Stored items:
::::

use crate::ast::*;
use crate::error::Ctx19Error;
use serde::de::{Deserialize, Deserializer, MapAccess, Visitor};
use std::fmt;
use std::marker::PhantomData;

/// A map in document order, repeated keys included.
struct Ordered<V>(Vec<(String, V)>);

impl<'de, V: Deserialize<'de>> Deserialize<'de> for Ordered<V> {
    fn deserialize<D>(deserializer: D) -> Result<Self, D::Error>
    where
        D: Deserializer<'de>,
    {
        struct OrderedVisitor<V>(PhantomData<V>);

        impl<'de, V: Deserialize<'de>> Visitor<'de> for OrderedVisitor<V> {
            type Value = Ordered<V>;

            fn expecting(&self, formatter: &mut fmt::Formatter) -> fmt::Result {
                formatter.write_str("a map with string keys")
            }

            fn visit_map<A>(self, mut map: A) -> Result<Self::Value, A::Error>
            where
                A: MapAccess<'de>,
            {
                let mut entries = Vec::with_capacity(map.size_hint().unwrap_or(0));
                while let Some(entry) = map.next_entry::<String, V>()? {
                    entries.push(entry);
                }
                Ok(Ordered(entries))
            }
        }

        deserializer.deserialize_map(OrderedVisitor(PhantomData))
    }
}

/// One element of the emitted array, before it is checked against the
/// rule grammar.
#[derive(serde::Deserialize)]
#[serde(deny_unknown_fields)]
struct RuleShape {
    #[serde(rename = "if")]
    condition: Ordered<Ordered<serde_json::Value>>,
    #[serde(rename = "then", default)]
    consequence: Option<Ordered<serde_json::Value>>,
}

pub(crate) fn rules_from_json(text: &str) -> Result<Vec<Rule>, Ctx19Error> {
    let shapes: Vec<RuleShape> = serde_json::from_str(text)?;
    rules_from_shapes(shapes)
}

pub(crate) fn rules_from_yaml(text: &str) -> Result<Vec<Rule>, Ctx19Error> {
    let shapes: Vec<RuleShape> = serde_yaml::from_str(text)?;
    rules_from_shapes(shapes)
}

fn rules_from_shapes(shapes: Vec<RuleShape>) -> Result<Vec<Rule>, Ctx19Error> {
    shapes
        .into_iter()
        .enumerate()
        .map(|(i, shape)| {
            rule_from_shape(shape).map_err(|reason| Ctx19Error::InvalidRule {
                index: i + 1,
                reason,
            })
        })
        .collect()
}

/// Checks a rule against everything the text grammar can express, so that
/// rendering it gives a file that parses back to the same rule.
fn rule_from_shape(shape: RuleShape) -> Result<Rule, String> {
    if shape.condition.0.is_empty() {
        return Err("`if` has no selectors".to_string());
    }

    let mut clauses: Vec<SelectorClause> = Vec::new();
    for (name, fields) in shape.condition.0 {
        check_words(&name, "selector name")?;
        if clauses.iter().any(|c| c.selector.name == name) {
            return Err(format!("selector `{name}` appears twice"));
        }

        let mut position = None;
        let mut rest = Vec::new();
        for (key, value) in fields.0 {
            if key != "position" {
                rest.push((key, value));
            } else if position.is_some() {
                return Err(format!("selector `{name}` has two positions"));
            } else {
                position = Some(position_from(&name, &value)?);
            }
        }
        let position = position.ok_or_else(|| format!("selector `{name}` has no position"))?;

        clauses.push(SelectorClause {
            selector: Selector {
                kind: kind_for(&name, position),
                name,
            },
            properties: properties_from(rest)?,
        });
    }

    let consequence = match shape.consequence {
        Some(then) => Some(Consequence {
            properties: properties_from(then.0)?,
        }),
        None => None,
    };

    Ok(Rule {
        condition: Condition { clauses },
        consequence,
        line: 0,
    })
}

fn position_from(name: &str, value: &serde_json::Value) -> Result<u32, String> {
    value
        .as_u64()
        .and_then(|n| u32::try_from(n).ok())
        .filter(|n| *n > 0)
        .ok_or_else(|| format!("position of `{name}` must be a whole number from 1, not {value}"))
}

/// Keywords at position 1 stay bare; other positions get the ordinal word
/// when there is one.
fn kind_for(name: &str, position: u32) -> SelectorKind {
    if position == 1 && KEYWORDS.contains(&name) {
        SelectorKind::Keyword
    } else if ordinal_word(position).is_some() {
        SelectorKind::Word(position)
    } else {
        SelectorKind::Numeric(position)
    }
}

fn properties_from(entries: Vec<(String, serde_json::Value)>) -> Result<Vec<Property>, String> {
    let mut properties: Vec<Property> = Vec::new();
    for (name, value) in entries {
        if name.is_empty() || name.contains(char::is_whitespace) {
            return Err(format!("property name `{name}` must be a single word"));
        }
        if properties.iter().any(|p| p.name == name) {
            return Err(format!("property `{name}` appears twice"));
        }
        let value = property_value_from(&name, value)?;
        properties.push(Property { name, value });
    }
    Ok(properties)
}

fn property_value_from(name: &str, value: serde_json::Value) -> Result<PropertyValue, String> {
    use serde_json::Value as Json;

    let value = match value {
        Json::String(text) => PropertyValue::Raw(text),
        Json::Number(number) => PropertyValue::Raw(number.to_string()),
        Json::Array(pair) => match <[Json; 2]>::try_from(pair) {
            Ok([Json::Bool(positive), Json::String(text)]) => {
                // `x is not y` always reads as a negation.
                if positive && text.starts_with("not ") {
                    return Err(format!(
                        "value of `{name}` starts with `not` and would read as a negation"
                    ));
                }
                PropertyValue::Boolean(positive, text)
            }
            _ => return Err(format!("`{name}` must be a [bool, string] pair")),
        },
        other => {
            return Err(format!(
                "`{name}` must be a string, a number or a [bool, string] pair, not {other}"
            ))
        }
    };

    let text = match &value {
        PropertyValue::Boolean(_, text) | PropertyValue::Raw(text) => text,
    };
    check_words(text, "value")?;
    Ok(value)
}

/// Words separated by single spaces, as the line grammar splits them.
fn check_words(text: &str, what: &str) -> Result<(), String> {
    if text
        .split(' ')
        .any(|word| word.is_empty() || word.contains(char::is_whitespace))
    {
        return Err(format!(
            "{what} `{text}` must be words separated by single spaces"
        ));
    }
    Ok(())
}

::::

Exercise instructions:
Return the data in its entirety, exactly as given.

Task answer:
use crate::ast::*;
use crate::error::Ctx19Error;
use serde::de::{Deserialize, Deserializer, MapAccess, Visitor};
use std::fmt;
use std::marker::PhantomData;

/// A map in document order, repeated keys included.
struct Ordered<V>(Vec<(String, V)>);

impl<'de, V: Deserialize<'de>> Deserialize<'de> for Ordered<V> {
    fn deserialize<D>(deserializer: D) -> Result<Self, D::Error>
    where
        D: Deserializer<'de>,
    {
        struct OrderedVisitor<V>(PhantomData<V>);

        impl<'de, V: Deserialize<'de>> Visitor<'de> for OrderedVisitor<V> {
            type Value = Ordered<V>;

            fn expecting(&self, formatter: &mut fmt::Formatter) -> fmt::Result {
                formatter.write_str("a map with string keys")
            }

            fn visit_map<A>(self, mut map: A) -> Result<Self::Value, A::Error>
            where
                A: MapAccess<'de>,
            {
                let mut entries = Vec::with_capacity(map.size_hint().unwrap_or(0));
                while let Some(entry) = map.next_entry::<String, V>()? {
                    entries.push(entry);
                }
                Ok(Ordered(entries))
            }
        }

        deserializer.deserialize_map(OrderedVisitor(PhantomData))
    }
}

/// One element of the emitted array, before it is checked against the
/// rule grammar.
#[derive(serde::Deserialize)]
#[serde(deny_unknown_fields)]
struct RuleShape {
    #[serde(rename = "if")]
    condition: Ordered<Ordered<serde_json::Value>>,
    #[serde(rename = "then", default)]
    consequence: Option<Ordered<serde_json::Value>>,
}

pub(crate) fn rules_from_json(text: &str) -> Result<Vec<Rule>, Ctx19Error> {
    let shapes: Vec<RuleShape> = serde_json::from_str(text)?;
    rules_from_shapes(shapes)
}

pub(crate) fn rules_from_yaml(text: &str) -> Result<Vec<Rule>, Ctx19Error> {
    let shapes: Vec<RuleShape> = serde_yaml::from_str(text)?;
    rules_from_shapes(shapes)
}

fn rules_from_shapes(shapes: Vec<RuleShape>) -> Result<Vec<Rule>, Ctx19Error> {
    shapes
        .into_iter()
        .enumerate()
        .map(|(i, shape)| {
            rule_from_shape(shape).map_err(|reason| Ctx19Error::InvalidRule {
                index: i + 1,
                reason,
            })
        })
        .collect()
}

/// Checks a rule against everything the text grammar can express, so that
/// rendering it gives a file that parses back to the same rule.
fn rule_from_shape(shape: RuleShape) -> Result<Rule, String> {
    if shape.condition.0.is_empty() {
        return Err("`if` has no selectors".to_string());
    }

    let mut clauses: Vec<SelectorClause> = Vec::new();
    for (name, fields) in shape.condition.0 {
        check_words(&name, "selector name")?;
        if clauses.iter().any(|c| c.selector.name == name) {
            return Err(format!("selector `{name}` appears twice"));
        }

        let mut position = None;
        let mut rest = Vec::new();
        for (key, value) in fields.0 {
            if key != "position" {
                rest.push((key, value));
            } else if position.is_some() {
                return Err(format!("selector `{name}` has two positions"));
            } else {
                position = Some(position_from(&name, &value)?);
            }
        }
        let position = position.ok_or_else(|| format!("selector `{name}` has no position"))?;

        clauses.push(SelectorClause {
            selector: Selector {
                kind: kind_for(&name, position),
                name,
            },
            properties: properties_from(rest)?,
        });
    }

    let consequence = match shape.consequence {
        Some(then) => Some(Consequence {
            properties: properties_from(then.0)?,
        }),
        None => None,
    };

    Ok(Rule {
        condition: Condition { clauses },
        consequence,
        line: 0,
    })
}

fn position_from(name: &str, value: &serde_json::Value) -> Result<u32, String> {
    value
        .as_u64()
        .and_then(|n| u32::try_from(n).ok())
        .filter(|n| *n > 0)
        .ok_or_else(|| format!("position of `{name}` must be a whole number from 1, not {value}"))
}

/// Keywords at position 1 stay bare; other positions get the ordinal word
/// when there is one.
fn kind_for(name: &str, position: u32) -> SelectorKind {
    if position == 1 && KEYWORDS.contains(&name) {
        SelectorKind::Keyword
    } else if ordinal_word(position).is_some() {
        SelectorKind::Word(position)
    } else {
        SelectorKind::Numeric(position)
    }
}

fn properties_from(entries: Vec<(String, serde_json::Value)>) -> Result<Vec<Property>, String> {
    let mut properties: Vec<Property> = Vec::new();
    for (name, value) in entries {
        if name.is_empty() || name.contains(char::is_whitespace) {
            return Err(format!("property name `{name}` must be a single word"));
        }
        if properties.iter().any(|p| p.name == name) {
            return Err(format!("property `{name}` appears twice"));
        }
        let value = property_value_from(&name, value)?;
        properties.push(Property { name, value });
    }
    Ok(properties)
}

fn property_value_from(name: &str, value: serde_json::Value) -> Result<PropertyValue, String> {
    use serde_json::Value as Json;

    let value = match value {
        Json::String(text) => PropertyValue::Raw(text),
        Json::Number(number) => PropertyValue::Raw(number.to_string()),
        Json::Array(pair) => match <[Json; 2]>::try_from(pair) {
            Ok([Json::Bool(positive), Json::String(text)]) => {
                // `x is not y` always reads as a negation.
                if positive && text.starts_with("not ") {
                    return Err(format!(
                        "value of `{name}` starts with `not` and would read as a negation"
                    ));
                }
                PropertyValue::Boolean(positive, text)
            }
            _ => return Err(format!("`{name}` must be a [bool, string] pair")),
        },
        other => {
            return Err(format!(
                "`{name}` must be a string, a number or a [bool, string] pair, not {other}"
            ))
        }
    };

    let text = match &value {
        PropertyValue::Boolean(_, text) | PropertyValue::Raw(text) => text,
    };
    check_words(text, "value")?;
    Ok(value)
}

/// Words separated by single spaces, as the line grammar splits them.
fn check_words(text: &str, what: &str) -> Result<(), String> {
    if text
        .split(' ')
        .any(|word| word.is_empty() || word.contains(char::is_whitespace))
    {
        return Err(format!(
            "{what} `{text}` must be words separated by single spaces"
        ));
    }
    Ok(())
}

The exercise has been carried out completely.